Anyway–the 2017 experiment showed me that eliminating alcohol was totally doable and had many benefits. So, to map out my “booze trajectory” after that for you–my intake in 2018 was very low. Almost zero, but I did enjoy a few glasses of fancy red wine and had one beer on New Year’s Day.
In 2019, I increased my intake because there’s a dive bar at the end of my street with karaoke a couple of nights a week, where we practiced our singing chops. So, I bought drinks to support the bar. But it was the karaoke that I was there for, not the booze.
Then came Covid. Can I get an amen? We closed at lunch every day for the first several months of that vile plague. So I’d go home, work out, walk the dogs, go for a swim, and it would be, like, three o’clock.
And three o’clock during prime time Covid was about an hour past many people’s happy hour. So, we started making cocktails and watching the doom n’ gloom daily news reports, which, upon looking back, wasn’t the best idea I’ve ever had.
And that trend continued (minus the news reports) through 2021. And you know what goes great with a cocktail? A snack, that’s what. Although I was working out, maybe even more than usual, all the extra crackers and cheese calories were catching up to me. The adage, “You can’t outrun a bad diet,” held true. And I wasn’t even running.
So–as 2022 approached, I decided to jump on the wagon again. And, for now, I’m still on it. Just over 600 days dry as of this writing.
But let me tell you the most significant advantage that came with complete abstinence: the conversation in my head got way more productive.
Let me explain. When the Covid consumption happened, I noticed that my entire drive home (it’s only eight minutes, but still) was me talking to myself about not starting too soon, drinking too much, taking a day off, setting rules around it, and more.

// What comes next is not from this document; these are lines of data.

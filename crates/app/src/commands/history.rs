use anyhow::{Result, bail};
use services::HistorySummary;

use super::Context;

pub async fn execute(ctx: &Context, limit: u32) -> Result<()> {
    let app = ctx.services().await?;
    let access = ctx.access(&app.gate());
    if !access.authorized {
        bail!("history requires --password or QUIZ_PASSWORD");
    }

    let rows = app.results().history(access, limit).await?;
    if rows.is_empty() {
        println!("No saved runs yet.");
        return Ok(());
    }

    println!(
        "{:>5}  {:<10}  {:>7}  {:>8}  {:>8}  {:>6}  tags",
        "run", "date", "score", "accuracy", "duration", "streak"
    );
    for row in &rows {
        let r = &row.record;
        println!(
            "{:>5}  {:<10}  {:>7}  {:>7.2}%  {:>7}s  {:>6}  {}",
            row.id,
            r.date,
            format!("{}/{}", r.score, r.total),
            r.accuracy * 100.0,
            r.duration_seconds,
            r.max_streak,
            r.run_tags
        );
    }

    let summary = HistorySummary::from_rows(&rows);
    if let Some(accuracy) = summary.accuracy() {
        println!(
            "\n{} runs, {}/{} correct ({:.2}%), best streak {}.",
            summary.runs,
            summary.correct,
            summary.questions,
            accuracy * 100.0,
            summary.best_streak
        );
    }
    Ok(())
}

And then, I’d walk in the door, go into “habit mode,” and do it all over again regardless of whatever plan I had made on the drive. And every morning, I’d beat myself up about it again and start the conversation anew every afternoon.
Wash. Rinse. Repeat.
So, by simply not doing it, I freed up some of the ol’ CPU to plan, think about improving some other aspects of my life, or even daydream. As a result, many good things began to happen as I removed all the guilt from my routine and started focusing on pretty much anything else.
Then, the year came to an end. But I wasn’t ready to try again. But at least it was “dry January,” so I was joined by thousands of others who were trying to start the new year off right.
And now, 20 months dry, I have no intentions of returning to drinking. The benefits far outweigh the occasional pang of “missing out” on a moment when a drink would seem nice. And I’m always happier the next day for having skipped the beverage.
Also, alcohol was classified as carcinogenic in 1988, and its ability to damage one’s liver is no secret. Now that I’m on the backside of 50, I’ve been thinking a lot more about enhancing my health span in every way possible. Dropping alcohol has so many positive health effects that I can’t justify doing it anymore.
I’m still having fun and being productive. I’ve been working on new music and setting personal bests working out. And I’ve discovered the world of NA beers, some containing nootropics such as ashwagandha to help with relaxation. But at this point, it would feel like I was taking a huge step backward to drink again.
Of course, your mileage may vary. But I hope my experience may be helpful when it comes to thinking about your own drinking.